Infected baby bearded dragons are often unthrifty. They may not grow as fast as healthy dragons, may lose weight, may spend a lot of time hiding, and often may die without any other signs. If an infected baby dragon lives long enough to become an adult, it may have trouble fighting other infections. Atadenovirus infected dragons may become seriously ill from intestinal parasites such as coccidia, flagellated protozoa, amoebas, and worms. Others go on to develop bacterial infections. Some dragons end up with damaged livers and intestines and never seem to gain weight and sleep a lot. In some dragons the virus spreads to the brain and spinal column and causes as twitching of the toes and tail tip, arching of the head and tail (sometimes known as stargazing), seizures, uncontrolled rolling, and death. Dragons that become infected as adults may suddenly die from neurological problems but more often they go on to develop liver disease and other health problems. Some adult dragons appear to be resistant to infection.
An ill baby bearded dragon infected with atadenovirus. It spends a lot of time sleeping, is weak, and doesn’t eat.
This bearded dragon demonstrates “star gazing”, a serious neurological problem caused by the atadenovirus infecting the brain and spinal cord.
Atadenovirus spreads easily from dragon to dragon by direct contact. Some dragons may become infected just from being exposed to tools that were used on infected dragons and not properly disinfected. Many breeding colonies of bearded dragons are infected with atadenovirus. It can be passed from mothers to babies. Some infected dragons live normal lives and do not need any extra medical care. Others may have flare-ups where they lose their appetite, sleep a lot, have diarrhea or constipation, and may even develop swellings of their belly or beneath their chin. Some dragons develop even more serious signs from the infection spreading to the nervous system. There is no way to predict which dragons can do well with atadenovirus infection and which ones are going to become so sick that they die or need to be put to sleep (euthanized).
Atadenovirus inclusion (large white circle inside the red blood cell on the left) from a heavily infected bearded dragon that was severely ill.
Unfortunately there is no known drug that eliminates atadenovirus. Medical care usually includes antibiotics, assist-feeding, calcium supplementation, milk thistle and other nutriceuticals, anti-inflammatories, and other drugs depending on the bearded dragon’s clinical signs. As stated above, many dragons go on to become so sick they die or need to be euthanized.
Every dragon that has atadenovirus should be considered a threat to other dragons that are free of the infection. It is important to keep the atadenovirus-positive dragons by away from healthy dragons. If you want to adopt or keep an atadenovirus-infected dragon, you are responsible for keeping it away from other dragons so it doesn’t spread the disease and make these other pets ill. You must be willing to seek help for it if it develops health problems. You need to be willing to euthanize your dragon when it is no longer humane to keep it alive.

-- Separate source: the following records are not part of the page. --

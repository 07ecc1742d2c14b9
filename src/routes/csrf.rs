use axum::{
    extract::State,
    http::{header, HeaderMap, HeaderValue},
    response::{IntoResponse, Response},
    Json,
};

use crate::{
    error::{AppError, AppResult},
    middleware::csrf::session_id_from_headers,
    state::AppState,
    types::CsrfTokenResponse,
};

/// Issues a CSRF token for the caller's session.
///
/// Callers without a session get a new one, returned in the body and as a cookie.
pub async fn issue_token(State(state): State<AppState>, headers: HeaderMap) -> AppResult<Response> {
    let cfg = &state.config.csrf;
    let (session_id, created) = match session_id_from_headers(&headers, cfg) {
        Some(sid) => (sid, false),
        None => (uuid::Uuid::new_v4().to_string(), true),
    };

    let token = state.csrf.generate_token(&session_id).ok_or_else(|| {
        tracing::warn!(sessions = state.csrf.session_count(), "CSRF session store is full; refusing new session");
        AppError::Unavailable("Too many active sessions, please try again later".to_string())
    })?;
    state.metrics.inc_csrf_issued();
    tracing::debug!(new_session = created, "Issued CSRF token");

    let mut res = Json(CsrfTokenResponse { session_id: session_id.clone(), token }).into_response();
    if created {
        let cookie = format!("{}={}; Path=/; HttpOnly; SameSite=Strict", cfg.session_cookie, session_id);
        let value = HeaderValue::from_str(&cookie).map_err(|e| anyhow::anyhow!("invalid session cookie: {}", e))?;
        res.headers_mut().insert(header::SET_COOKIE, value);
    }
    Ok(res)
}
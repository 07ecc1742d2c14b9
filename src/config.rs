use std::collections::HashMap;

use serde::Deserialize;

use crate::middleware::rate_limit::LimitCategory;

#[derive(Debug, Clone, Deserialize)]
pub struct ServerConfig {
    pub host: String,
    pub port: u16,
    pub max_body_size: usize,
}

/// One named limiter: `max_requests` admissions per `window_ms`.
#[derive(Debug, Clone, Deserialize, PartialEq, Eq)]
pub struct RateLimitPolicy {
    pub window_ms: u64,
    pub max_requests: u32,
    pub message: String,
}

#[derive(Debug, Clone, Deserialize)]
pub struct RouteRule {
    pub prefix: String,
    pub category: String,
}

#[derive(Debug, Clone, Deserialize)]
pub struct RateLimitSettings {
    pub cleanup_interval_secs: u64,
    pub trust_proxy_headers: bool,
    #[serde(default)]
    pub exempt_paths: Vec<String>,
    #[serde(default)]
    pub exempt_prefixes: Vec<String>,
    pub auth: RateLimitPolicy,
    pub financial: RateLimitPolicy,
    pub general: RateLimitPolicy,
    pub enrollment: RateLimitPolicy,
    #[serde(default)]
    pub routes: Vec<RouteRule>,
}

impl RateLimitSettings {
    pub fn policy(&self, category: LimitCategory) -> &RateLimitPolicy {
        match category {
            LimitCategory::Auth => &self.auth,
            LimitCategory::Financial => &self.financial,
            LimitCategory::General => &self.general,
            LimitCategory::Enrollment => &self.enrollment,
        }
    }
}

#[derive(Debug, Clone, Deserialize)]
pub struct CsrfConfig {
    pub enabled: bool,
    pub session_header: String,
    pub session_cookie: String,
    pub token_header: String,
    #[serde(default)]
    pub exempt_prefixes: Vec<String>,
    /// Upper bound on sessions holding a token; new sessions are refused beyond it.
    #[serde(default = "default_max_sessions")]
    pub max_sessions: usize,
}

fn default_max_sessions() -> usize {
    100_000
}

#[derive(Debug, Clone, Deserialize, Default)]
pub struct ScreeningConfig {
    #[serde(default)]
    pub block_sql_injection: bool,
}

#[derive(Debug, Clone, Deserialize, Default)]
pub struct AuthConfig {
    /// Bearer token -> user id.
    #[serde(default)]
    pub tokens: HashMap<String, String>,
    /// User ids allowed to call `/api/internal/*`. Empty closes the internal API.
    #[serde(default)]
    pub internal_users: Vec<String>,
}

#[derive(Debug, Clone, Deserialize, Default)]
pub struct SecurityConfig {
    pub enable_hsts: Option<bool>,
    pub hsts_max_age: Option<u64>,
    pub hsts_include_subdomains: Option<bool>,
    pub csp: Option<String>,
}

#[derive(Debug, Clone, Deserialize)]
pub struct AppConfig {
    pub server: ServerConfig,
    pub rate_limit: RateLimitSettings,
    pub csrf: CsrfConfig,
    #[serde(default)]
    pub screening: ScreeningConfig,
    #[serde(default)]
    pub auth: AuthConfig,
    pub security: Option<SecurityConfig>,
}

const DEFAULTS: &str = include_str!("../config/default.toml");

impl Default for AppConfig {
    fn default() -> Self {
        // Fallback: parse the embedded default TOML
        match ::config::Config::builder()
            .add_source(::config::File::from_str(DEFAULTS, ::config::FileFormat::Toml))
            .build()
        {
            Ok(cfg) => match cfg.try_deserialize() {
                Ok(app_cfg) => app_cfg,
                Err(e) => {
                    eprintln!("FATAL: Failed to deserialize default config: {}", e);
                    panic!("Failed to deserialize default config: {}", e);
                }
            },
            Err(e) => {
                eprintln!("FATAL: Failed to parse default config: {}", e);
                panic!("Failed to parse default config: {}", e);
            }
        }
    }
}

pub fn load() -> anyhow::Result<AppConfig> {
    // Load .env first (optional)
    let _ = dotenvy::dotenv();

    let mut builder = ::config::Config::builder()
        .add_source(::config::File::from_str(DEFAULTS, ::config::FileFormat::Toml))
        // Optional local file: admission-guard.toml (in CWD)
        .add_source(::config::File::with_name("admission-guard").required(false));

    if let Ok(custom_path) = std::env::var("ADMISSION_GUARD_CONFIG") {
        builder = builder.add_source(::config::File::with_name(&custom_path).required(false));
    }
    // Environment variables last to have highest precedence
    builder = builder.add_source(::config::Environment::with_prefix("ADMISSION_GUARD").separator("__"));

    let cfg = builder.build()?;
    let app_cfg: AppConfig = cfg.try_deserialize()?;
    validate(&app_cfg)?;
    Ok(app_cfg)
}

pub(crate) fn validate(cfg: &AppConfig) -> anyhow::Result<()> {
    // Server
    if cfg.server.port == 0 {
        return Err(anyhow::anyhow!("invalid server.port: {}", cfg.server.port));
    }
    #[cfg(unix)]
    if cfg.server.port < 1024 {
        tracing::warn!("Using privileged port {} - may require elevated permissions", cfg.server.port);
    }
    if cfg.server.max_body_size == 0 {
        return Err(anyhow::anyhow!("server.max_body_size must be > 0"));
    }

    // Rate limiting
    let rl = &cfg.rate_limit;
    if rl.cleanup_interval_secs == 0 || rl.cleanup_interval_secs > 3600 {
        return Err(anyhow::anyhow!("rate_limit.cleanup_interval_secs must be in 1..=3600"));
    }
    for category in LimitCategory::ALL {
        let policy = rl.policy(category);
        if policy.window_ms == 0 {
            return Err(anyhow::anyhow!("rate_limit.{}.window_ms must be > 0", category));
        }
        if policy.max_requests == 0 {
            return Err(anyhow::anyhow!("rate_limit.{}.max_requests must be > 0", category));
        }
    }
    for rule in &rl.routes {
        if !rule.prefix.starts_with('/') {
            return Err(anyhow::anyhow!("rate_limit.routes prefix must start with '/': {}", rule.prefix));
        }
        if rule.category.parse::<LimitCategory>().is_err() {
            return Err(anyhow::anyhow!("rate_limit.routes has unknown category: {}", rule.category));
        }
    }

    // CSRF
    if cfg.csrf.enabled && (cfg.csrf.token_header.trim().is_empty() || cfg.csrf.session_header.trim().is_empty()) {
        return Err(anyhow::anyhow!("csrf.token_header and csrf.session_header must be set"));
    }
    if cfg.csrf.max_sessions == 0 {
        return Err(anyhow::anyhow!("csrf.max_sessions must be > 0"));
    }

    Ok(())
}
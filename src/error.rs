use axum::{
    http::{HeaderName, HeaderValue, StatusCode},
    response::{IntoResponse, Response},
    Json,
};
use serde_json::json;
use thiserror::Error;

pub const RATE_LIMIT_LIMIT: &str = "ratelimit-limit";
pub const RATE_LIMIT_REMAINING: &str = "ratelimit-remaining";
pub const RATE_LIMIT_RESET: &str = "ratelimit-reset";

/// The primary error type for the application.
///
/// None of these are fatal to the process; each one is turned into a 4xx/5xx
/// response at the request boundary.
#[derive(Debug, Error)]
pub enum AppError {
    /// For internal server errors that are not expected to be handled by the client.
    #[error("Internal error: {0}")]
    Internal(#[from] anyhow::Error),
    #[error("Bad request: {0}")]
    BadRequest(String),
    #[error("Not found: {0}")]
    NotFound(String),
    #[error("Invalid input: {0}")]
    InvalidInput(String),
    #[error("Unauthorized: {0}")]
    Unauthorized(String),
    #[error("Forbidden: {0}")]
    Forbidden(String),
    /// A bounded store is full; retry later.
    #[error("Service unavailable: {0}")]
    Unavailable(String),
    /// The caller exhausted its quota; retry once the window resets.
    #[error("Rate limited. Retry after {retry_after_seconds} seconds")]
    RateLimited {
        message: String,
        limit: u32,
        retry_after_seconds: u64,
    },
    /// Missing or mismatched anti-forgery token; reissue and retry.
    #[error("CSRF validation failed: {0}")]
    CsrfValidationFailed(String),
    /// Advisory signal. Only raised when screening is configured to block.
    #[error("Suspected SQL injection in {field}")]
    SqlInjectionSuspected { field: String },
    #[error("Request body exceeds maximum size of {max_bytes} bytes")]
    PayloadTooLarge { max_bytes: usize },
    /// For when a specific field in a request fails validation.
    #[error("Validation error on field '{field}': {message}")]
    ValidationError { field: String, message: String },
}

impl IntoResponse for AppError {
    fn into_response(self) -> Response {
        let (status, error_code, error_message, details) = match self {
            AppError::Internal(e) => {
                tracing::error!("Internal error: {:?}", e);
                let error_id = uuid::Uuid::new_v4();
                tracing::error!("Error ID: {}", error_id);
                (
                    StatusCode::INTERNAL_SERVER_ERROR,
                    "INTERNAL_ERROR",
                    "An internal server error occurred".to_string(),
                    Some(json!({ "error_id": error_id.to_string() })),
                )
            }
            AppError::BadRequest(msg) => (StatusCode::BAD_REQUEST, "BAD_REQUEST", msg, None),
            AppError::NotFound(msg) => (StatusCode::NOT_FOUND, "NOT_FOUND", msg, None),
            AppError::InvalidInput(msg) => (StatusCode::BAD_REQUEST, "INVALID_INPUT", msg, None),
            AppError::Unauthorized(msg) => (StatusCode::UNAUTHORIZED, "UNAUTHORIZED", msg, None),
            AppError::Forbidden(msg) => (StatusCode::FORBIDDEN, "FORBIDDEN", msg, None),
            AppError::Unavailable(msg) => (StatusCode::SERVICE_UNAVAILABLE, "SERVICE_UNAVAILABLE", msg, None),
            AppError::RateLimited { message, limit, retry_after_seconds } => {
                return rate_limited_response(&message, limit, 0, retry_after_seconds);
            }
            AppError::CsrfValidationFailed(msg) => {
                (StatusCode::FORBIDDEN, "CSRF_VALIDATION_FAILED", msg, None)
            }
            AppError::SqlInjectionSuspected { field } => (
                StatusCode::BAD_REQUEST,
                "SQL_INJECTION_SUSPECTED",
                "Request contains disallowed input".to_string(),
                Some(json!({ "field": field })),
            ),
            AppError::PayloadTooLarge { max_bytes } => (
                StatusCode::PAYLOAD_TOO_LARGE,
                "PAYLOAD_TOO_LARGE",
                format!("Request body exceeds maximum size of {} bytes", max_bytes),
                None,
            ),
            AppError::ValidationError { field, message } => (
                StatusCode::BAD_REQUEST,
                "VALIDATION_ERROR",
                format!("Validation failed for field '{}'", field),
                Some(json!({ "field": field, "message": message })),
            ),
        };

        let mut body = json!({
            "error": {
                "code": error_code,
                "message": error_message,
            },
            "status": status.as_u16(),
            "timestamp": chrono::Utc::now().to_rfc3339(),
        });

        if let Some(details) = details {
            body["error"]["details"] = details;
        }

        (status, Json(body)).into_response()
    }
}

/// Builds the 429 response: `RateLimit-*` and `Retry-After` headers plus
/// `{ error, message, retryAfter }`.
pub fn rate_limited_response(message: &str, limit: u32, remaining: u32, retry_after_seconds: u64) -> Response {
    let body = json!({
        "error": "Too many requests",
        "message": message,
        "retryAfter": retry_after_seconds,
    });
    let mut res = (StatusCode::TOO_MANY_REQUESTS, Json(body)).into_response();
    insert_rate_limit_headers(res.headers_mut(), limit, remaining, retry_after_seconds);
    res.headers_mut().insert(axum::http::header::RETRY_AFTER, HeaderValue::from(retry_after_seconds));
    res
}

pub fn insert_rate_limit_headers(
    headers: &mut axum::http::HeaderMap,
    limit: u32,
    remaining: u32,
    reset_seconds: u64,
) {
    headers.insert(HeaderName::from_static(RATE_LIMIT_LIMIT), HeaderValue::from(limit));
    headers.insert(HeaderName::from_static(RATE_LIMIT_REMAINING), HeaderValue::from(remaining));
    headers.insert(HeaderName::from_static(RATE_LIMIT_RESET), HeaderValue::from(reset_seconds));
}

/// A type alias for `Result<T, AppError>`, used throughout the application.
pub type AppResult<T> = Result<T, AppError>;
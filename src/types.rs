use serde::{Deserialize, Serialize};
use serde_json::Value;

use crate::middleware::LimitCategory;

#[derive(Debug, Clone, Deserialize)]
pub struct LimitCheckRequest {
    pub identifier: String,
    #[serde(default)]
    pub category: Option<String>,
}

#[derive(Debug, Clone, Serialize, Deserialize)]
pub struct LimitCheckResponse {
    pub allowed: bool,
    pub category: LimitCategory,
    pub limit: u32,
    pub remaining: u32,
    /// RFC 3339 wall-clock time at which the window resets.
    pub reset_at: String,
    /// Seconds until the window resets.
    pub retry_after: u64,
}

#[derive(Debug, Clone, Deserialize)]
pub struct CsrfValidateRequest {
    pub session_id: String,
    pub token: String,
}

#[derive(Debug, Clone, Serialize, Deserialize)]
pub struct CsrfValidateResponse {
    pub valid: bool,
}

#[derive(Debug, Clone, Serialize, Deserialize)]
pub struct CsrfTokenResponse {
    pub session_id: String,
    pub token: String,
}

#[derive(Debug, Clone, Serialize, Deserialize)]
pub struct ScreenResponse {
    pub sanitized: Value,
    pub sql_injection_suspected: bool,
    pub suspicious_fields: Vec<String>,
}
impl FieldKind {
    /// Map a JSON Schema `type` keyword
    pub fn from_json_type(ty: Option<&str>) -> Self {
        match ty {
            Some("integer") => FieldKind::Integer,
            Some("number") => FieldKind::Number,
            Some("boolean") => FieldKind::Boolean,
            Some("array") => FieldKind::Array,
            Some("string") | None => FieldKind::String,
            Some(_) => FieldKind::Any,
        }
    }

    pub fn json_type(self) -> &'static str {
        match self {
            FieldKind::String => "string",
            FieldKind::Integer => "integer",
            FieldKind::Number => "number",
            FieldKind::Boolean => "boolean",
            FieldKind::Array => "array",
            FieldKind::Any => "object",
        }
    }

    /// Coerce a value into this kind, or describe why it cannot be
    fn coerce(self, value: Value) -> std::result::Result<Value, String> {
        match (self, value) {
            (FieldKind::Any, v) => Ok(v),
            (FieldKind::String, Value::String(s)) => Ok(Value::String(s)),
            (FieldKind::String, v @ (Value::Number(_) | Value::Bool(_))) => Ok(Value::String(v.to_string())),
            (FieldKind::Integer, Value::Number(n)) if n.is_i64() || n.is_u64() => Ok(Value::Number(n)),
            (FieldKind::Integer, Value::Number(n)) => match n.as_f64() {
                Some(f) if f.fract() == 0.0 => Ok(Value::from(f as i64)),
                _ => Err(format!("expected integer, got {}", n)),
            },
            (FieldKind::Integer, Value::String(s)) => s
                .trim()
                .parse::<i64>()
                .map(Value::from)
                .map_err(|_| format!("expected integer, got '{}'", s)),
            (FieldKind::Number, Value::Number(n)) => Ok(Value::Number(n)),
            (FieldKind::Number, Value::String(s)) => s
                .trim()
                .parse::<f64>()
                .ok()
                .and_then(serde_json::Number::from_f64)
                .map(Value::Number)
                .ok_or_else(|| format!("expected number, got '{}'", s)),
            (FieldKind::Boolean, Value::Bool(b)) => Ok(Value::Bool(b)),
            (FieldKind::Boolean, Value::String(s)) => match s.trim().to_ascii_lowercase().as_str() {
                "true" | "yes" | "1" => Ok(Value::Bool(true)),
                "false" | "no" | "0" => Ok(Value::Bool(false)),
                _ => Err(format!("expected boolean, got '{}'", s)),
            },
            (FieldKind::Array, Value::Array(items)) => Ok(Value::Array(items)),
            (FieldKind::Array, Value::String(s)) => match serde_json::from_str::<Value>(&s) {
                Ok(Value::Array(items)) => Ok(Value::Array(items)),
                _ => Ok(Value::Array(vec![Value::String(s)])),
            },
            (kind, v) => Err(format!("expected {}, got {}", kind.json_type(), v)),
        }
    }
}

/// Parameter definition for tool schema
#[derive(Clone, Debug, PartialEq, Serialize, Deserialize)]
pub struct ParameterSchema {
    /// Parameter name
    pub name: String,

    /// Argument kind
    pub kind: FieldKind,

    /// Human-readable description
    #[serde(default)]
    pub description: String,

    /// Whether this parameter is required
    #[serde(default)]
    pub required: bool,
}

impl ParameterSchema {
    pub fn required(name: impl Into<String>, kind: FieldKind, description: impl Into<String>) -> Self {
        Self {
            name: name.into(),
            kind,
            description: description.into(),
            required: true,
        }
    }

    pub fn optional(name: impl Into<String>, kind: FieldKind, description: impl Into<String>) -> Self {
        Self {
            required: false,
            ..Self::required(name, kind, description)
        }
    }
}

/// Tool definition schema (for LLM function calling)
#[derive(Clone, Debug, PartialEq, Serialize, Deserialize)]
pub struct ToolSchema {
    /// Unique tool identifier
    pub name: String,

    /// Human-readable description (shown to LLM)
    pub description: String,

    /// Parameter definitions
    pub parameters: Vec<ParameterSchema>,
}

impl ToolSchema {
    /// Build a schema from a JSON Schema object (`properties` + `required`)
    pub fn from_json_schema(
        name: impl Into<String>,
        description: impl Into<String>,
        input_schema: &Value,
    ) -> Self {
        let required: Vec<&str> = input_schema
            .get("required")
            .and_then(Value::as_array)
            .map(|r| r.iter().filter_map(Value::as_str).collect())
            .unwrap_or_default();

        let parameters = input_schema
            .get("properties")
            .and_then(Value::as_object)
            .map(|props| {
                props
                    .iter()
                    .map(|(prop, spec)| ParameterSchema {
                        name: prop.clone(),
                        kind: FieldKind::from_json_type(spec.get("type").and_then(Value::as_str)),
                        description: spec
                            .get("description")
                            .and_then(Value::as_str)
                            .unwrap_or_default()
                            .to_string(),
                        required: required.contains(&prop.as_str()),
                    })
                    .collect()
            })
            .unwrap_or_default();

        Self {
            name: name.into(),
            description: description.into(),
            parameters,
        }
    }

    /// Render as a JSON Schema object (for native function calling)
    pub fn to_json_schema(&self) -> Value {
        let properties: serde_json::Map<String, Value> = self
            .parameters
            .iter()
            .map(|p| {
                let mut spec = serde_json::json!({ "description": p.description });
                if p.kind != FieldKind::Any {
                    spec["type"] = Value::from(p.kind.json_type());
                }
                (p.name.clone(), spec)
            })
            .collect();
        let required: Vec<&str> = self
            .parameters
            .iter()
            .filter(|p| p.required)
            .map(|p| p.name.as_str())
            .collect();

        serde_json::json!({
            "type": "object",
            "properties": properties,
            "required": required,
        })
    }

    /// Validate required fields and coerce declared kinds.
    ///
    /// Undeclared arguments pass through untouched.
    pub fn coerce_arguments(&self, mut arguments: Arguments) -> Result<Arguments> {
        for param in &self.parameters {
            match arguments.remove(&param.name) {
                Some(Value::Null) | None if param.required => {
                    return Err(AgentError::ToolValidation(format!(
                        "Missing required parameter: {}",
                        param.name
                    )));
                }
                Some(Value::Null) | None => {}
                Some(value) => {
                    let coerced = param.kind.coerce(value).map_err(|e| {
                        AgentError::ToolValidation(format!("Parameter '{}': {}", param.name, e))
                    })?;
                    arguments.insert(param.name.clone(), coerced);
                }
            }
        }
        Ok(arguments)
    }
}
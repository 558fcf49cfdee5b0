//! Application State

use std::sync::Arc;

use agent_core::Orchestrator;
use agent_runtime::ExternalToolGateway;

/// Shared application state
#[derive(Clone)]
pub struct AppState {
    /// Decide/act loop shared by every request
    pub orchestrator: Arc<Orchestrator>,

    /// External tool sources, also registered as a tool source of the orchestrator
    pub gateway: Arc<ExternalToolGateway>,
}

It is possible to screen breeding colonies to produce healthy uninfected babies. Unfortunately, many breeders do not test their dragons and some even knowingly sell babies from infected parents so it can be difficult to find clean babies. If you already have bearded dragons, get them tested for atadenovirus. A simple DNA test can identify an infected dragon from a swab of its cloaca. If you have a large collection, you can group together swabs from all the dragons in a single cage rather than individually test them. It takes anywhere from 7 to 14 days to learn the results. When you get a new dragon you should keep it in quarantine in a separate room for at least 60 days before introducing it to the same room (or same cage) your other dragons. Get your dragon tested for atadenovirus within the first week of bringing it home. If you discover that a dragon is infected, talk to your veterinarian and develop a lifelong preventive medicine plan.